I can think of two such eliminated attacks, both significantly more "free" than
anything we're discussing here, and interestingly, both attacks that I
participated in discovering or fixing:

1) The fact that non-final transactions were accepted into the mempool, even if
   they wouldn't be valid for thousands of years (IIRC I exploited the
   mempool.space mixer with this).

2) nSequence replacement, which replace-by-fee ultimately fixed.

What other "free" relay attacks can you think of that were fixed?

> New proposals
> are evaluated for their potential to create new permanent free relay
> vectors.  The discovery of free relay is almost always reason enough to
> reject a proposal.

Yet even though Murch (I think quite accurately) said that the full-rbf "free"
relay attack was a fairly obvious attack, my pull-req to enable it sat for over
a year without any comment from Core... Surely, if Core was genuinely concerned
about these attacks, Core would rush to quietly fix them; we could have shipped
full-RBF by default something like six months ago.

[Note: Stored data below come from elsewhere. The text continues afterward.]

//! Runs JSON-Schema-Test-Suite shaped fixture files against the compiler.
use std::path::PathBuf;
use std::process::ExitCode;

use anyhow::{Context, Result, bail};
use clap::Parser;
use colored::Colorize;
use serde::Deserialize;
use serde_json::Value;

use json_schemac::{Options, SchemaRegistry, path_de};

/// run fixture suites: `[{description, schema, tests: [{description, data, valid}]}]`
#[derive(Parser, Debug)]
struct Cli {
    /// fixture files or quoted glob patterns
    #[arg(num_args = 1.., default_value = "dev-test-runner/fixtures/*.json")]
    fixtures: Vec<String>,

    /// JSON options file applied to every case
    #[arg(long)]
    config: Option<PathBuf>,

    /// also run every case in all-errors mode
    #[arg(long)]
    all_errors: bool,

    /// print passing tests too
    #[arg(long, short)]
    verbose: bool,
}

#[derive(Debug, Deserialize)]
struct Case {
    description: String,
    schema: Value,
    tests: Vec<Test>,
}

#[derive(Debug, Deserialize)]
struct Test {
    description: String,
    data: Value,
    valid: bool,
}

#[derive(Default)]
struct Tally {
    passed: usize,
    failed: usize,
}

fn main() -> ExitCode {
    tracing_subscriber::fmt()
        .with_env_filter(tracing_subscriber::EnvFilter::from_default_env())
        .with_writer(std::io::stderr)
        .init();
    match run(Cli::parse()) {
        Ok(true) => ExitCode::SUCCESS,
        Ok(false) => ExitCode::FAILURE,
        Err(error) => {
            eprintln!("error: {error:#}");
            ExitCode::from(2)
        }
    }
}

fn run(cli: Cli) -> Result<bool> {
    let base = match cli.config.as_ref() {
        Some(path) => Options::from_json_file(path)?,
        None => Options::default(),
    };
    let mut modes = vec![("fail-fast", base.clone())];
    if cli.all_errors {
        modes.push(("all-errors", Options { all_errors: true, ..base }));
    }

    let mut tally = Tally::default();
    for path in fixture_paths(&cli.fixtures)? {
        let cases: Vec<Case> = path_de::from_file(&path)?;
        println!("{}", path.display().to_string().bold());
        for (mode, opts) in &modes {
            for case in &cases {
                run_case(case, mode, opts, cli.verbose, &mut tally);
            }
        }
    }

    let summary = format!("{} passed, {} failed", tally.passed, tally.failed);
    if tally.failed == 0 {
        println!("{}", summary.green().bold());
    } else {
        println!("{}", summary.red().bold());
    }
    Ok(tally.failed == 0)
}

fn run_case(case: &Case, mode: &str, opts: &Options, verbose: bool, tally: &mut Tally) {
    let mut registry = SchemaRegistry::with_options(opts.clone());
    let validator = match registry.compile(case.schema.clone()) {
        Ok(v) => v,
        Err(error) => {
            tally.failed += case.tests.len();
            println!("  {} [{mode}] {}: {error}", "COMPILE".red().bold(), case.description);
            return;
        }
    };
    for test in &case.tests {
        let label = format!("[{mode}] {} / {}", case.description, test.description);
        match validator.validate(&test.data) {
            Ok(outcome) if outcome.valid == test.valid => {
                tally.passed += 1;
                if verbose {
                    println!("  {} {label}", "ok".green());
                }
            }
            Ok(outcome) => {
                tally.failed += 1;
                let expected = if test.valid { "valid" } else { "invalid" };
                println!("  {} {label}: expected {expected}", "FAIL".red().bold());
                for error in &outcome.errors {
                    println!("      {}", error.to_string().dimmed());
                }
            }
            Err(error) => {
                tally.failed += 1;
                println!("  {} {label}: {error}", "ERROR".red().bold());
            }
        }
    }
}

fn fixture_paths(patterns: &[String]) -> Result<Vec<PathBuf>> {
    let mut out = Vec::new();
    for pattern in patterns {
        let before = out.len();
        for entry in glob::glob(pattern).with_context(|| format!("bad pattern {pattern}"))? {
            out.push(entry?);
        }
        if out.len() == before {
            bail!("no fixtures matched {pattern}");
        }
    }
    Ok(out)
}
impl SchemaRegistry {
    pub fn new() -> Self {
        Self::with_options(Options::default())
    }

    pub fn with_options(opts: Options) -> Self {
        tracing::debug!(?opts, "schema registry created");
        Self { compiler: Compiler::new(opts), compiled: HashMap::new() }
    }

    pub fn options(&self) -> &Options {
        &self.compiler.opts
    }

    fn default_draft(&self) -> Draft {
        self.compiler.opts.draft.unwrap_or(Draft::Draft7)
    }

    // ---- documents ---- //

    /// Register a document for later reference, under its `$id` and, if
    /// given, `key`. Nothing is compiled yet.
    pub fn add_schema(&mut self, schema: Value, key: Option<&str>) -> Result<Url, CompileError> {
        let draft = self.default_draft();
        Ok(self.compiler.resolver.add_document(schema, key, draft)?)
    }

    /// Compile and return the schema registered under `key_or_ref`: a key
    /// given to [`add_schema`](Self::add_schema), an `$id`, or either with a
    /// fragment. `None` if nothing is registered there.
    pub fn get_schema(&mut self, key_or_ref: &str) -> Result<Option<Validator>, CompileError> {
        let Some(target) = self.lookup(key_or_ref)? else { return Ok(None) };
        self.validator(&target).map(Some)
    }

    /// Drop a document and its compiled units. Validators already handed
    /// out keep working.
    pub fn remove_schema(&mut self, key_or_id: &str) -> bool {
        let url = match self.compiler.resolver.by_key(key_or_id) {
            Some(url) => url.clone(),
            None => match Resolver::absolute(key_or_id) {
                Ok(url) => url,
                Err(_) => return false,
            },
        };
        if self.compiler.resolver.remove_document(&url).is_none() {
            return false;
        }
        self.compiler.forget_document(&url);
        self.compiled.retain(|_, u| u != &url);
        tracing::debug!(document = %url, "schema document removed");
        true
    }

    /// Drop every document and compiled unit. Keywords and formats stay.
    pub fn clear(&mut self) {
        self.compiler.clear();
        self.compiled.clear();
    }

    // ---- extension ---- //

    pub fn add_keyword(&mut self, def: KeywordDefinition) -> Result<(), CompileError> {
        Arc::make_mut(&mut self.compiler.vocab).add(def)?;
        self.compiler.invalidate();
        Ok(())
    }

    pub fn remove_keyword(&mut self, keyword: &str) -> bool {
        let removed = Arc::make_mut(&mut self.compiler.vocab).remove(keyword);
        if removed {
            self.compiler.invalidate();
        }
        removed
    }

    /// Add or replace a format.
    pub fn add_format(&mut self, def: FormatDef) {
        let name = def.name.clone();
        self.compiler.values.forget_keyed("formats", &name);
        self.compiler.values.forget_keyed("compare", &name);
        self.compiler.formats.insert(name, Arc::new(def));
        self.compiler.invalidate();
    }

    // ---- compilation ---- //

    /// Compile a schema document. Compiling an identical document again
    /// returns the cached validator.
    pub fn compile(&mut self, schema: Value) -> Result<Validator, CompileError> {
        let serialized = schema.to_string();
        let (url, added) = match self.compiled.get(&serialized) {
            Some(url) if self.compiler.resolver.document(url).is_some() => (url.clone(), false),
            _ => {
                let draft = self.default_draft();
                (self.compiler.resolver.add_document(schema, None, draft)?, true)
            }
        };
        let target = Target { doc: url.clone(), pointer: String::new(), base: url.clone() };
        match self.validator(&target) {
            Ok(validator) => {
                if added {
                    self.compiled.insert(serialized, url);
                }
                Ok(validator)
            }
            Err(err) => {
                if added {
                    self.compiler.resolver.remove_document(&url);
                }
                Err(err)
            }
        }
    }

    /// Validate against a registered schema, compiling it on first use.
    pub fn validate(&mut self, key_or_ref: &str, data: &Value) -> Result<Outcome, ValidateError> {
        let validator = self
            .get_schema(key_or_ref)?
            .ok_or_else(|| CompileError::MissingSchema(key_or_ref.to_string()))?;
        Ok(validator.validate(data)?)
    }

    fn lookup(&self, key_or_ref: &str) -> Result<Option<Target>, CompileError> {
        let resolver = &self.compiler.resolver;
        let (resource, fragment) = key_or_ref.split_once('#').unwrap_or((key_or_ref, ""));
        let base = match resolver.by_key(resource) {
            Some(url) => url.clone(),
            None => Resolver::absolute(resource)?,
        };
        match resolver.resolve(&base, &format!("#{fragment}")) {
            Ok(target) => Ok(Some(target)),
            Err(ResolveError::Unresolved { .. }) => Ok(None),
            Err(err) => Err(err.into()),
        }
    }

    fn validator(&mut self, target: &Target) -> Result<Validator, CompileError> {
        let program = self.compiler.compile(target)?;
        let missing = || CompileError::MissingSchema(format!("{}#{}", target.doc, target.pointer));
        let (doc, _) = self.compiler.resolver.schema_at(target).ok_or_else(missing)?;
        let schema = if target.pointer.is_empty() {
            doc
        } else {
            Arc::new(doc.pointer(&target.pointer).cloned().ok_or_else(missing)?)
        };
        Ok(Validator { program, schema })
    }
}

And in spite of this apparent concern about "free" relay, I don't see anyone
trying to mitigate the "free" relay attack that the introduction of TRUC/V3
transactions will cause.

It's also notable that Core *introduced* a new form of "free" relay a few years
back with mempool expiration.

> The free relay attack you describe in your email and the type of free
> relay enabled by your replace-by-feerate (RBFr) proposal can allow an
> attacker to 10x to 100x the amount of bandwidth used network wide by
> relay nodes for a cost of $10,000 to $50,000 a day (or, as you mention,
> effectively for free if they were going to send a bunch of transactions
> anyway).

Did you actually read my One-Shot RBFR proposal? I covered DoS attacks:

https://petertodd.org/2024/one-shot-replace-by-fee-rate#denial-of-service-attacks

The *status quo* is that free relay attacks are unavoidable, because, at
minimum, you can always pull them off by simultaneous broadcast of
contradictory transactions (especially if you, eg, need to do consolidation
transactions anyway). RBFR does not change that.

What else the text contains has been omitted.